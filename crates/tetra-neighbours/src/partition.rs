//! Static partition of the tetrahedron range into worker blocks.

use tetra_mesh::TetId;

/// Number of overflow records reserved per hash bucket.
pub const OVERFLOW_FACTOR: usize = 4;

/// A contiguous range of tetrahedra owned by one worker.
#[derive(Debug, Clone, Copy, PartialEq, Eq)]
pub struct Block {
    /// Worker that owns the block.
    pub worker: usize,
    /// 1-based index of the first tetrahedron.
    pub first: u32,
    /// Number of tetrahedra.
    pub len: usize,
}

impl Block {
    /// 1-based index of the last tetrahedron, `first - 1` when empty.
    pub fn last(&self) -> u32 {
        self.first + self.len as u32 - 1
    }

    /// Whether the block holds no tetrahedra.
    pub fn is_empty(&self) -> bool {
        self.len == 0
    }

    /// Whether tetrahedron `id` belongs to the block.
    pub fn contains(&self, id: TetId) -> bool {
        id.get() >= self.first && ((id.get() - self.first) as usize) < self.len
    }

    /// Position of `id` inside the block.
    pub fn offset(&self, id: TetId) -> usize {
        debug_assert!(self.contains(id), "tetrahedron {id} outside block {self:?}");
        (id.get() - self.first) as usize
    }

    /// Ids of the block's tetrahedra in ascending order.
    pub fn ids(&self) -> impl Iterator<Item = TetId> {
        (self.first..self.first + self.len as u32).filter_map(TetId::new)
    }

    /// Hash table size for this block: the next power of two at or above
    /// twice the block length.
    pub fn table_size(&self) -> usize {
        (2 * self.len).max(1).next_power_of_two()
    }
}

/// Split tetrahedra `1..=count` into `workers` blocks.
///
/// With `B = ceil(count / workers)`, worker `w` owns `[w*B + 1, (w+1)*B]`
/// clamped to `count`. Blocks are contiguous, disjoint and cover the whole
/// range; trailing workers get empty blocks when `workers > count`.
pub fn partition(count: usize, workers: usize) -> Vec<Block> {
    let workers = workers.max(1);
    let chunk = count.div_ceil(workers);

    (0..workers)
        .map(|worker| {
            let start = (worker * chunk).min(count);
            let end = ((worker + 1) * chunk).min(count);
            Block {
                worker,
                first: start as u32 + 1,
                len: end - start,
            }
        })
        .collect()
}
//! tetrahedra_neighbours - neighbour and boundary extraction for GMF meshes
//!
//! Reads a tetrahedral volume mesh, links every tetrahedron to its face
//! neighbours in parallel, and writes the mesh back with its boundary and
//! material-interface triangles.

use std::ffi::OsString;
use std::path::PathBuf;
use std::process::ExitCode;
use std::time::Instant;

use anyhow::{Context, Result};
use clap::{CommandFactory, Parser};
use tetra_meshb::{read_mesh, with_default_extension, write_mesh};
use tetra_neighbours::{compute_neighbours, extract_surface, NeighbourSettings, MAX_WORKERS};
use tracing::{error, info, warn, Level};
use tracing_subscriber::FmtSubscriber;

#[derive(Parser, Debug)]
#[command(name = "tetrahedra_neighbours")]
#[command(version = env!("CARGO_PKG_VERSION"))]
#[command(
    about = "Build tetrahedra neighbours and extract boundary and interface triangles",
    long_about = None
)]
struct Cli {
    /// Input volume mesh, ".meshb" is appended when the name does not contain ".mesh"
    #[arg(long = "in", value_name = "NAME")]
    input: Option<String>,

    /// Output mesh, ".meshb" is appended when the name does not contain ".mesh"
    #[arg(long = "out", value_name = "NAME")]
    output: Option<String>,

    /// Number of worker threads, clamped to 1..=128 [default: every available core]
    #[arg(long, allow_negative_numbers = true)]
    nproc: Option<i64>,

    /// Log level (trace, debug, info, warn, error)
    #[arg(short, long, default_value = "info")]
    log_level: String,
}

/// Single-dash spellings accepted for compatibility with older scripts.
const LEGACY_FLAGS: [(&str, &str); 3] = [
    ("-in", "--in"),
    ("-out", "--out"),
    ("-nproc", "--nproc"),
];

/// Rewrite legacy single-dash flags to their long form.
fn normalize_args(args: impl IntoIterator<Item = OsString>) -> Vec<OsString> {
    args.into_iter()
        .map(|arg| {
            LEGACY_FLAGS
                .iter()
                .find(|(legacy, _)| arg == *legacy)
                .map_or(arg, |(_, long)| OsString::from(long))
        })
        .collect()
}

fn init_logging(log_level: &str) -> Result<()> {
    let level = match log_level.to_lowercase().as_str() {
        "trace" => Level::TRACE,
        "debug" => Level::DEBUG,
        "info" => Level::INFO,
        "warn" => Level::WARN,
        "error" => Level::ERROR,
        _ => Level::INFO,
    };

    let subscriber = FmtSubscriber::builder()
        .with_max_level(level)
        .with_target(false)
        .finish();
    tracing::subscriber::set_global_default(subscriber)?;
    Ok(())
}

/// Resolved input and output paths.
#[derive(Debug, PartialEq)]
struct Paths {
    input: PathBuf,
    output: PathBuf,
}

impl Cli {
    fn paths(&self) -> Result<Paths> {
        let input = self
            .input
            .as_deref()
            .map(with_default_extension)
            .context("no input mesh given, use --in <name>")?;
        let output = self
            .output
            .as_deref()
            .map(with_default_extension)
            .context("no output mesh given, use --out <name>")?;
        Ok(Paths { input, output })
    }

    /// Worker count handed to the pool, `0` when `--nproc` is absent.
    fn workers(&self) -> usize {
        self.nproc
            .map_or(0, |n| n.clamp(1, MAX_WORKERS as i64) as usize)
    }
}

fn run(paths: &Paths, settings: &NeighbourSettings) -> Result<()> {
    let start = Instant::now();
    let mut mesh = read_mesh(&paths.input)
        .with_context(|| format!("failed to read {}", paths.input.display()))?;
    info!(
        version = mesh.version,
        vertices = mesh.num_vertices(),
        tetrahedra = mesh.num_tetrahedra(),
        seconds = start.elapsed().as_secs_f64(),
        "read {}",
        paths.input.display()
    );
    if !mesh.triangles.is_empty() {
        warn!(count = mesh.num_triangles(), "discarding input triangles");
        mesh.triangles.clear();
    }

    let start = Instant::now();
    let neighbours = compute_neighbours(&mesh, settings)?;
    info!(
        workers = neighbours.workers,
        local_pairs = neighbours.local_pairs,
        cross_links = neighbours.cross_links,
        seconds = start.elapsed().as_secs_f64(),
        "built neighbours"
    );

    let start = Instant::now();
    let surface = extract_surface(&mesh, &neighbours.adjacency)?;
    info!(
        triangles = surface.triangles.len(),
        boundary = surface.boundary,
        interfaces = surface.interfaces,
        seconds = start.elapsed().as_secs_f64(),
        "extracted boundary"
    );
    mesh.append_triangles(surface.triangles);

    let start = Instant::now();
    write_mesh(&mesh, &paths.output)
        .with_context(|| format!("failed to write {}", paths.output.display()))?;
    info!(
        seconds = start.elapsed().as_secs_f64(),
        "wrote {}",
        paths.output.display()
    );
    Ok(())
}

/// Run the tool on a full argument list, program name first, and return
/// the process exit status.
fn execute(args: impl IntoIterator<Item = OsString>) -> u8 {
    let args = normalize_args(args);
    if args.len() <= 1 {
        // Usage goes to stdout, like --help.
        return if Cli::command().print_help().is_ok() { 0 } else { 1 };
    }

    let cli = match Cli::try_parse_from(args) {
        Ok(cli) => cli,
        Err(err) => {
            let _ = err.print();
            return if err.use_stderr() { 1 } else { 0 };
        }
    };

    // A subscriber installed earlier in the process keeps receiving events.
    if let Err(err) = init_logging(&cli.log_level) {
        eprintln!("logging not reconfigured: {err}");
    }

    let settings = NeighbourSettings::with_workers(cli.workers());
    match cli.paths().and_then(|paths| run(&paths, &settings)) {
        Ok(()) => 0,
        Err(err) => {
            error!("{err:#}");
            1
        }
    }
}

fn main() -> ExitCode {
    ExitCode::from(execute(std::env::args_os()))
}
....
WHAT YOU SHOULD DO — Identify each line of the material where the word "derive" shows up, and copy it.

RESULT OF THE TASK —
#[derive(Debug, Clone, Copy, PartialEq, Eq)]
#[derive(Parser, Debug)]
#[derive(Debug, PartialEq)]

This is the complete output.